Show HN: Brainfuck to RISC-V JIT compiler written in Zig
this was my project to learn Zig and RISC-V+x86_64 assembly.
Not sure if anybody is actually interested in yet another Brainfuck compiler, so I'll just write up some random things I learned while building it!
- A primitive assembly stitching compiler is 10x faster than the interpreter. Did not expect that.
- The generated x86 code is really bad (e.g. it always uses 6 or 7 byte sized instructions with 32-bit immediates when there are much smaller ones) but it doesn't really matter. Good code generated by GCC and clang for transpiled Brainfuck->C is not much faster as it's bottlenecked by memory accesses anyways.
- Zig is pretty far along actually. You can make serious projects with it!
- But the community seems to like self-punishment. Unused parameters and variables are hard errors and there is no way to disable that even for debug builds. Makes quickly commenting out part of the code a real PITA.
- I've had a miscompilation due to std.mem.span being broken and two source code breaks going from Zig 0.13 to 0.15 (std.mem.page_size got removed and ArrayList.popOrNull as well).

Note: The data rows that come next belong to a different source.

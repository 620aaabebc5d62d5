//! Render-ready snapshot of the player.
//!
//! The shell draws whatever [`PlayerView`] says; it never reads controller
//! internals directly.

use super::controller::PlayerController;
use super::gesture::{SeekIndicator, SeekSide};
use super::overlay::Panel;
use super::session::{PlaybackState, RenderPath};
use crate::infra::constants::playback;

pub const BRAND: &str = "MOIPHIM";
pub const EMBED_NOTICE: &str = "Playing through the server's own player. Use its controls to seek.";

#[derive(Debug, Clone, PartialEq)]
pub struct PlayerView {
    pub brand: &'static str,
    pub title: String,
    /// Hidden for single-episode "Full" titles
    pub episode_label: Option<String>,
    pub screen: Screen,
    pub controls_visible: bool,
    pub cursor_hidden: bool,
    pub is_playing: bool,
    pub is_buffering: bool,
    pub seek_bar: Option<SeekBarView>,
    pub seek_indicator: Option<SeekIndicatorView>,
    /// "2x" badge while long-pressing
    pub speed_boost: bool,
    pub playback_rate: f64,
    pub has_next: bool,
    pub has_previous: bool,
    pub episode_panel: Option<Vec<PanelItem>>,
    pub server_panel: Option<Vec<PanelItem>>,
    pub settings_panel: Option<Vec<SpeedOption>>,
}

#[derive(Debug, Clone, PartialEq)]
pub enum Screen {
    Native { state: PlaybackState },
    Embed { url: String, notice: &'static str },
    /// No playable episode; the only way out is back to the details page
    EpisodeNotFound { details_path: String },
    /// Native playback failed; offers a retry
    SourceError { detail: String },
}

#[derive(Debug, Clone, PartialEq)]
pub struct SeekBarView {
    pub fraction: f64,
    pub loaded_fraction: f64,
    pub elapsed: String,
    pub total: String,
}

#[derive(Debug, Clone, PartialEq)]
pub struct SeekIndicatorView {
    pub side: SeekSide,
    pub label: String,
}

impl From<SeekIndicator> for SeekIndicatorView {
    fn from(indicator: SeekIndicator) -> Self {
        let sign = match indicator.side {
            SeekSide::Rewind => '-',
            SeekSide::Forward => '+',
        };
        Self {
            side: indicator.side,
            label: format!("{sign}{}s", indicator.amount.round() as i64),
        }
    }
}

#[derive(Debug, Clone, PartialEq, Eq)]
pub struct PanelItem {
    pub index: usize,
    pub label: String,
    pub active: bool,
}

#[derive(Debug, Clone, PartialEq)]
pub struct SpeedOption {
    pub rate: f64,
    pub label: String,
    pub active: bool,
}

impl PlayerController {
    pub fn view(&self) -> PlayerView {
        let session = &self.session;
        let selection = self.selector.selection();
        let episode = self.selector.current_episode();

        let screen = match (session.render_path(), session.state()) {
            (Some(RenderPath::Native(_)), PlaybackState::Error(detail)) => {
                Screen::SourceError {
                    detail: detail.clone(),
                }
            }
            (Some(RenderPath::Native(_)), state) => Screen::Native {
                state: state.clone(),
            },
            (Some(RenderPath::EmbedFallback(url)), _) => Screen::Embed {
                url: url.to_string(),
                notice: EMBED_NOTICE,
            },
            (None, _) => Screen::EpisodeNotFound {
                details_path: self.details_path.clone(),
            },
        };
        let is_embed = matches!(screen, Screen::Embed { .. });

        let seek_bar = (session.is_native() && session.duration() > 0.0)
            .then(|| {
                let fraction = session.displayed_fraction();
                SeekBarView {
                    fraction,
                    loaded_fraction: session.loaded_fraction(),
                    elapsed: format_time(fraction * session.duration()),
                    total: format_time(session.duration()),
                }
            });

        let episode_panel = self.panels.is_open(Panel::Episodes).then(|| {
            self.selector
                .episodes()
                .iter()
                .enumerate()
                .map(|(index, ep)| PanelItem {
                    index,
                    label: ep.name.clone(),
                    active: index == selection.episode_index,
                })
                .collect()
        });

        let server_panel = self.panels.is_open(Panel::Servers).then(|| {
            self.selector
                .servers()
                .iter()
                .enumerate()
                .map(|(index, server)| PanelItem {
                    index,
                    label: server.server_name.clone(),
                    active: index == selection.server_index,
                })
                .collect()
        });

        let settings_panel = self.panels.is_open(Panel::Settings).then(|| {
            playback::ALLOWED_RATES
                .iter()
                .map(|&rate| SpeedOption {
                    rate,
                    label: speed_label(rate),
                    active: (rate - session.playback_rate()).abs() < 1e-9,
                })
                .collect()
        });

        let controls_visible = self.controls.is_visible();

        PlayerView {
            brand: BRAND,
            title: self.title.clone(),
            episode_label: episode
                .filter(|ep| !ep.is_full_feature())
                .map(|ep| format!("Episode {}", ep.name)),
            screen,
            controls_visible,
            cursor_hidden: !controls_visible && !is_embed,
            is_playing: session.is_playing(),
            is_buffering: session.is_buffering(),
            seek_bar,
            seek_indicator: self.gestures.seek_indicator().map(Into::into),
            speed_boost: self.gestures.is_long_pressing(),
            playback_rate: session.playback_rate(),
            has_next: self.selector.has_next(),
            has_previous: self.selector.has_previous(),
            episode_panel,
            server_panel,
            settings_panel,
        }
    }
}

fn speed_label(rate: f64) -> String {
    if (rate - playback::NORMAL_RATE).abs() < 1e-9 {
        "Normal".to_string()
    } else {
        format!("{rate}x")
    }
}

/// `h:mm:ss` past the hour, `m:ss` below it. Invalid input shows `0:00`.
pub fn format_time(seconds: f64) -> String {
    let total = if seconds.is_finite() && seconds > 0.0 {
        seconds.floor() as u64
    } else {
        0
    };
    let (hours, minutes, secs) = (total / 3600, (total % 3600) / 60, total % 60);
    if hours > 0 {
        format!("{hours}:{minutes:02}:{secs:02}")
    } else {
        format!("{minutes}:{secs:02}")
    }
}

- But arbitrary size integers are fantastic! And well-defined two's complement behaviour!
Here is for example the code that encodes the c.beqz instruction:
/// Branch if Equal to Zero (compressed): c.beqz rs1', offset -> beq rs1, x0, offset
pub fn c_beqz(text: *std.ArrayList(u8), rs1: RV_X, offset: i9) !void {
std.debug.assert(is3BitReg(rs1));
std.debug.assert(@mod(offset, 2) == 0);
const imm: u9 = @bitCast(offset);
const RV_CB = packed struct(u16) {
op: u2,
offset5: u1,
offset1_2: u2,
offset6_7: u2,
rsd_rs1_: u3,
offset3_4: u2,
offset8: u1,
funct3: u3,
};
const ins = RV_CB {
.op = 0x1,
.offset5 = @truncate(imm >> 5),
.offset1_2 = @truncate(imm >> 1),
.offset6_7 = @truncate(imm >> 6),
.rsd_rs1_ = @truncate(@intFromEnum(rs1) - 8),
.offset3_4 = @truncate(imm >> 3),
.offset8 = @truncate(imm >> 8),
.funct3 = 0x6,
};
try appendInstruction(text, u16, @bitCast(ins));
}
- Zig support for Windows is good. Porting the project to Windows was very easy.
- When the RISC-V registers are carefully chosen, almost all instructions could be compressed in this projects.
- Compressed instructions and good branching code (using the branch instructions directly when the jump range is small enough instead of branching over a larger jump instruction) did not noticeably change performance on real hardware (OrangePi RV2).
- But somehow QEMU got a massive boost from that. Not sure why exactly.
So, that's about it!
I hope at least something was interesting...
I write rv64 assembly (nearly core only, without memory reservation instructions) and run it on x86_64 with a very small (x86_64 assembly written) interpreter.
And your are right, I have had thoughts about a "RISC-V" x86_64 compiler (but it will probably require some runtime unfortunately).
Hopefully, rv22+ hardware with ultra-performant µ-architecture and with the latest silicon process will happen sooner than we expect. One less PI toxic lock and cleaner, _really standard_ assembly (the end game of much software).